Renumbering tetrahedral dice but retaining the probabilities Let us have two regular tetrahedrons, with numbers 1,2,3,4 written on their sides.
We "throw" this object and play with it, like with the regular cube, and the side on the bottom counts as our point. It's easy to see that with 25% chance, we throw 1,2,3, or 4.
Now we should make two tetrahedrons, which are different from these two, and write positive integers on their side, it is 25% to throw either of them, and if we throw with both of them, we have the same chance for the sum of our throws, like with our regular tetrahedrons.
It is quite hard to understand, but here is the case:
We have these several cases:


*

*1 case -> We throw 1 with both of them, when the sum is 2.   

*2 cases -> We throw 1,2 or 2,1 with them, when the sum is 3.

*3 cases -> We throw 1,3 or 2,2 or 3,1 with them, when the sum is 4.

*4 cases -> We throw 1,4 or 2,3 or 3,2 or 4,1 with them, when sum is 5.

*3 cases -> We throw 2,4 or 3,3 or 4,2  with them, when the sum is 6.

*2 cases -> We throw 3,4 or 4,3 with them, then the sum is 7.

*1 case -> We throw 4 with both of them, then the sum is 8.

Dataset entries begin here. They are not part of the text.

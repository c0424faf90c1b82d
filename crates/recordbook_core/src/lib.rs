//! Core record-keeping logic for recordbook.
//! This crate is the single source of truth for record invariants.

pub mod logging;
pub mod model;
pub mod repo;
pub mod service;

pub use logging::{default_log_level, init_logging, logging_status, LogDestination};
pub use model::record::{Record, RecordId, RecordValidationError, ReplacePolicy};
pub use model::student::Student;
pub use model::todo::{TodoItem, TodoPriority, TodoStatus};
pub use model::vehicle::{Vehicle, VehicleDraft, VehiclePatch};
pub use repo::record_store::{InMemoryRecordStore, RecordRepository, StoreError, StoreResult};
pub use service::record_service::{
    RecordService, ServiceError, ServiceResult, StudentService, TodoService, VehicleService,
};

/// Minimal health-check API for collaborator smoke tests.
pub fn ping() -> &'static str {
    "pong"
}

/// Returns the core crate version.
pub fn core_version() -> &'static str {
    env!("CARGO_PKG_VERSION")
}
//! Record repository contract and in-memory implementation.
//!
//! # Responsibility
//! - Provide batch-create, list, get, replace and delete over keyed records.
//! - Enforce identifier uniqueness and existence preconditions.
//!
//! # Invariants
//! - Identifiers are unique within one store at all times.
//! - `create_batch` inserts in input order and stops at the first conflict;
//!   records inserted before the conflict stay inserted.
//! - `get`, `replace` and `delete` fail with `NotFound` for absent ids.
//! - The store never validates record shape; callers do that first.

use crate::model::record::{Record, RecordId};
use std::collections::HashMap;
use std::error::Error;
use std::fmt::{Display, Formatter};

pub type StoreResult<T> = Result<T, StoreError>;

/// Store-level failure for keyed record operations.
#[derive(Debug, Clone, PartialEq, Eq)]
pub enum StoreError {
    /// Create attempted with an identifier already present.
    Conflict(RecordId),
    /// Get/replace/delete referenced an absent identifier.
    NotFound(RecordId),
}

impl StoreError {
    /// Identifier the failed operation referenced.
    pub fn record_id(&self) -> &str {
        match self {
            Self::Conflict(id) | Self::NotFound(id) => id,
        }
    }
}

impl Display for StoreError {
    fn fmt(&self, f: &mut Formatter<'_>) -> std::fmt::Result {
        match self {
            Self::Conflict(id) => write!(f, "record id `{id}` already exists"),
            Self::NotFound(id) => write!(f, "record not found: {id}"),
        }
    }
}

impl Error for StoreError {}

/// Repository interface for keyed record CRUD operations.
pub trait RecordRepository<R: Record> {
    /// Inserts `records` in order, failing on the first duplicate identifier.
    fn create_batch(&mut self, records: Vec<R>) -> StoreResult<Vec<R>>;
    /// Returns a snapshot of every stored record in unspecified order.
    fn list_all(&self) -> Vec<R>;
    fn get(&self, id: &str) -> StoreResult<R>;
    /// Folds `update` into the record stored under `id` and returns the result.
    fn replace(&mut self, id: &str, update: R::Update) -> StoreResult<R>;
    /// Removes and returns the record stored under `id`.
    fn delete(&mut self, id: &str) -> StoreResult<R>;
    fn contains(&self, id: &str) -> bool;
    fn len(&self) -> usize;

    fn is_empty(&self) -> bool {
        self.len() == 0
    }
}

/// Process-lifetime record store backed by a `HashMap`.
///
/// Each instance is independent; nothing is shared between stores.
#[derive(Debug, Clone)]
pub struct InMemoryRecordStore<R> {
    records: HashMap<RecordId, R>,
}

impl<R> InMemoryRecordStore<R> {
    pub fn new() -> Self {
        Self {
            records: HashMap::new(),
        }
    }
}

impl<R> Default for InMemoryRecordStore<R> {
    fn default() -> Self {
        Self::new()
    }
}

impl<R: Record> RecordRepository<R> for InMemoryRecordStore<R> {
    fn create_batch(&mut self, records: Vec<R>) -> StoreResult<Vec<R>> {
        let mut created = Vec::with_capacity(records.len());

        for record in records {
            let id = record.record_id().to_string();
            if self.records.contains_key(&id) {
                return Err(StoreError::Conflict(id));
            }
            self.records.insert(id, record.clone());
            created.push(record);
        }

        Ok(created)
    }

    fn list_all(&self) -> Vec<R> {
        self.records.values().cloned().collect()
    }

    fn get(&self, id: &str) -> StoreResult<R> {
        self.records
            .get(id)
            .cloned()
            .ok_or_else(|| StoreError::NotFound(id.to_string()))
    }

    fn replace(&mut self, id: &str, update: R::Update) -> StoreResult<R> {
        let stored = self
            .records
            .get_mut(id)
            .ok_or_else(|| StoreError::NotFound(id.to_string()))?;
        stored.apply_update(update);
        Ok(stored.clone())
    }

    fn delete(&mut self, id: &str) -> StoreResult<R> {
        self.records
            .remove(id)
            .ok_or_else(|| StoreError::NotFound(id.to_string()))
    }

    fn contains(&self, id: &str) -> bool {
        self.records.contains_key(id)
    }

    fn len(&self) -> usize {
        self.records.len()
    }
}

Concluded: We have a total of 16 cases, and we have 1/16 chance for 2, 2/16 chance for 3,... and finally 1/16 chance again for 8.
I don't really have any idea how to solve this task, so what exactly should I do to get two tetrahedrons, which have the same cases if I throw with them, but they are not like these?
 A: Using positive integers and having the ability to throw 2 in only one way $\Rightarrow$ there must be one 1 on each die.
For getting 3 two ways, assuming we want some different numbers, we can try putting the two 2s on one die (the first); then the second die cannot have a 2. 
To get 4 three ways, then, we need three 3s; these can't all be on the second die because that would give too many ways of making 5. So put two 3s on the second die and one on the first, which gives use four ways to make 5, and two (of three required) ways to make 6. 
Add the last option for making 6 by putting a 5 on the second die, and it all works out for 7s and 8s:
$$
(1,2,2,3) \\
(1,3,3,5)
$$
A: Suppose you have your initial set of dice, but when you roll them, instead of just adding the numbers on the bottom faces, you add any number to the die on the left and subtract the same number from the die on the right? Does your total change? Instead of adding and subtracting "any number" after you roll the dice, why not do it before you roll them?